What they desired above all, the Torah tells us, was “to make for themselves a name.” With scientific advancement came the ego of the technocrat who was convinced that his intellect made God unnecessary.

It was not too long ago that the first astronaut, the Russian Yuri Gagarin, in the same spirit as the builders of the tower of Babel said on his return from outer space, “I looked and looked, but I didn’t see God.”

But the end of the biblical story makes clear the price that must always be paid when we choose self worship over the authority of a divine GPS. With all of its brilliance, the society of the tower of Babel doomed itself to extinction. Bricks became more important than people. When a brick fell and shattered, they cried but when a person toppled to his death they ignored him. Feelings were replaced by formulas. Human speech and communication no longer mattered. Talk became babble. Technology created a seemingly more perfect world – peopled by those who were far more imperfect.
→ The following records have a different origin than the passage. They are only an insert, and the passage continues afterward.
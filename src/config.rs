//! Configuration system for the HTTP-to-MQTT bridge
//!
//! Configuration comes from an optional TOML file. Every field has a default,
//! so the bridge runs without a file; command line flags and the `MQTT_HOST` /
//! `MQTT_PORT` / `HTTP_PORT` environment variables override file values.

use serde::{Deserialize, Serialize};
use std::path::Path;
use thiserror::Error;

/// Main bridge configuration structure
#[derive(Debug, Clone, Default, Serialize, Deserialize, PartialEq)]
pub struct BridgeConfig {
    #[serde(default)]
    pub http: HttpSection,
    #[serde(default)]
    pub mqtt: MqttSection,
}

/// HTTP listener section
#[derive(Debug, Clone, Serialize, Deserialize, PartialEq)]
pub struct HttpSection {
    /// Address the HTTP server binds to
    #[serde(default = "default_bind_address")]
    pub bind_address: String,
    /// Port the HTTP server listens on
    #[serde(default = "default_http_port")]
    pub port: u16,
    /// Largest accepted request body in bytes
    #[serde(default = "default_body_limit")]
    pub body_limit_bytes: u64,
}

impl Default for HttpSection {
    fn default() -> Self {
        Self {
            bind_address: default_bind_address(),
            port: default_http_port(),
            body_limit_bytes: default_body_limit(),
        }
    }
}

/// MQTT broker section
#[derive(Debug, Clone, Serialize, Deserialize, PartialEq)]
pub struct MqttSection {
    /// Broker host name or IP address
    #[serde(default = "default_mqtt_host")]
    pub host: String,
    /// Broker TCP port
    #[serde(default = "default_mqtt_port")]
    pub port: u16,
    /// Use TLS (`ssl://`) instead of plain TCP (`tcp://`)
    #[serde(default)]
    pub tls: bool,
    /// Prefix for generated client ids
    #[serde(default = "default_client_id_prefix")]
    pub client_id_prefix: String,
    /// MQTT keep alive interval in seconds
    #[serde(default = "default_keep_alive")]
    pub keep_alive_secs: u64,
    /// Upper bound on the connect handshake (CONNACK wait)
    #[serde(default = "default_handshake_timeout")]
    pub connect_timeout_secs: u64,
    /// Upper bound on the publish handshake (PUBACK / PUBCOMP wait)
    #[serde(default = "default_handshake_timeout")]
    pub publish_timeout_secs: u64,
    /// Let the transport reconnect established sessions on its own
    #[serde(default = "default_auto_reconnect")]
    pub auto_reconnect: bool,
    /// Cap on transport reconnection attempts (unset = unlimited)
    #[serde(default)]
    pub max_reconnect_attempts: Option<u32>,
    /// Environment variable containing username
    #[serde(default)]
    pub username_env: Option<String>,
    /// Environment variable containing password
    #[serde(default)]
    pub password_env: Option<String>,
}

impl Default for MqttSection {
    fn default() -> Self {
        Self {
            host: default_mqtt_host(),
            port: default_mqtt_port(),
            tls: false,
            client_id_prefix: default_client_id_prefix(),
            keep_alive_secs: default_keep_alive(),
            connect_timeout_secs: default_handshake_timeout(),
            publish_timeout_secs: default_handshake_timeout(),
            auto_reconnect: default_auto_reconnect(),
            max_reconnect_attempts: None,
            username_env: None,
            password_env: None,
        }
    }
}

impl MqttSection {
    /// Broker URL assembled from host and port, e.g. `tcp://localhost:1883`
    pub fn broker_url(&self) -> String {
        let scheme = if self.tls { "ssl" } else { "tcp" };
        let host = if self.host.contains(':') && !self.host.starts_with('[') {
            // bare IPv6 literal
            format!("[{}]", self.host)
        } else {
            self.host.clone()
        };
        format!("{scheme}://{host}:{}", self.port)
    }

    /// Get MQTT username from environment variable
    pub fn username(&self) -> Option<String> {
        get_env_var_optional(self.username_env.as_ref())
    }

    /// Get MQTT password from environment variable
    pub fn password(&self) -> Option<String> {
        get_env_var_optional(self.password_env.as_ref())
    }
}

fn default_bind_address() -> String {
    "0.0.0.0".to_string()
}

fn default_http_port() -> u16 {
    8080
}

fn default_body_limit() -> u64 {
    1024 * 1024
}

fn default_mqtt_host() -> String {
    "localhost".to_string()
}

fn default_mqtt_port() -> u16 {
    1883
}

fn default_client_id_prefix() -> String {
    "mqtt-bridge".to_string()
}

fn default_keep_alive() -> u64 {
    60
}

fn default_handshake_timeout() -> u64 {
    30
}

fn default_auto_reconnect() -> bool {
    true
}

/// Configuration loading errors
#[derive(Debug, Error)]
pub enum ConfigError {
    #[error("Failed to read config file: {0}")]
    FileRead(#[from] std::io::Error),
    #[error("Failed to parse TOML: {0}")]
    TomlParse(#[from] toml::de::Error),
    #[error("Environment variable not found: {0}")]
    EnvVarNotFound(String),
    #[error("Invalid configuration: {0}")]
    InvalidConfig(String),
}

/// Values that take precedence over the config file (CLI flags / env vars)
#[derive(Debug, Clone, Default)]
pub struct ConfigOverrides {
    pub mqtt_host: Option<String>,
    pub mqtt_port: Option<u16>,
    pub http_port: Option<u16>,
}

impl BridgeConfig {
    /// Load configuration from TOML file and validate it
    pub fn load_from_file(path: &Path) -> Result<Self, ConfigError> {
        let content = std::fs::read_to_string(path)?;
        Self::from_toml_str(&content)
    }

    /// Parse configuration from TOML text and validate it
    pub fn from_toml_str(content: &str) -> Result<Self, ConfigError> {
        let config: BridgeConfig = toml::from_str(content)?;
        config.validate()?;
        Ok(config)
    }

    /// Apply CLI / environment overrides, then re-validate
    pub fn apply_overrides(mut self, overrides: ConfigOverrides) -> Result<Self, ConfigError> {
        if let Some(host) = overrides.mqtt_host {
            self.mqtt.host = host;
        }
        if let Some(port) = overrides.mqtt_port {
            self.mqtt.port = port;
        }
        if let Some(port) = overrides.http_port {
            self.http.port = port;
        }
        self.validate()?;
        Ok(self)
    }

    /// Check field constraints
    pub fn validate(&self) -> Result<(), ConfigError> {
        if self.mqtt.host.trim().is_empty() {
            return Err(ConfigError::InvalidConfig(
                "mqtt.host must not be empty".to_string(),
            ));
        }
        if self.mqtt.port == 0 {
            return Err(ConfigError::InvalidConfig(
                "mqtt.port must be greater than 0".to_string(),
            ));
        }
        if self.http.port == 0 {
            return Err(ConfigError::InvalidConfig(
                "http.port must be greater than 0".to_string(),
            ));
        }
        if self.mqtt.connect_timeout_secs == 0 || self.mqtt.publish_timeout_secs == 0 {
            return Err(ConfigError::InvalidConfig(
                "mqtt handshake timeouts must be greater than 0".to_string(),
            ));
        }
        if self.mqtt.keep_alive_secs < 5 {
            return Err(ConfigError::InvalidConfig(
                "mqtt.keep_alive_secs must be at least 5".to_string(),
            ));
        }
        if self.mqtt.max_reconnect_attempts == Some(0) {
            return Err(ConfigError::InvalidConfig(
                "mqtt.max_reconnect_attempts must be greater than 0 or unset for unlimited"
                    .to_string(),
            ));
        }
        if let Some(name) = &self.mqtt.username_env {
            if !name.is_empty() && std::env::var(name).is_err() {
                return Err(ConfigError::EnvVarNotFound(name.clone()));
            }
        }
        Ok(())
    }
}

/// Helper method to get environment variable with consistent error handling
fn get_env_var_optional(env_var_name: Option<&String>) -> Option<String> {
    env_var_name.and_then(|name| std::env::var(name).ok())
}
What I think needs to be stressed as the ultimate lesson is how much we need to reorder our priorities.

Reports of what went on as the Costa Concordia sank are chilling as they reflect upon so much of contemporary behavior. When the Titanic went down, women and children were given precedence. A great majority of them survived because of the chivalry of those, like Benjamin Guggenheim, who chose to stay behind, changed into his evening clothes, and said to those to whom he gave his seat in the lifeboats, “We dressed in our best and are prepared to go down like gentlemen.”

Today’s passengers fought with the crew for the few seats that offered the chance for survival. The captain was amongst the first to flee, giving the lie to the noble ideal that the captain goes down with the ship. The strong pushed aside the weak. And the moral order that defines us as civilized, as the best of creation, as those formed in the image of God seeking to emulate his divine attributes, also perished with the victims.

We live in an age that worships every new scientific breakthrough. We are obsessed with gadgets meant to make our lives easier and more fun-filled. Yet we spend so little time stressing the importance of a value system without which all of these advances are meaningless.

This tragedy happened because of human error. It was compounded by striking moral failures. What it requires from us now is the reminder that our emphasis on technological achievements must be joined to greater concern for ethical growth. Only with a commitment to both can we prevent disasters of Titanic proportion.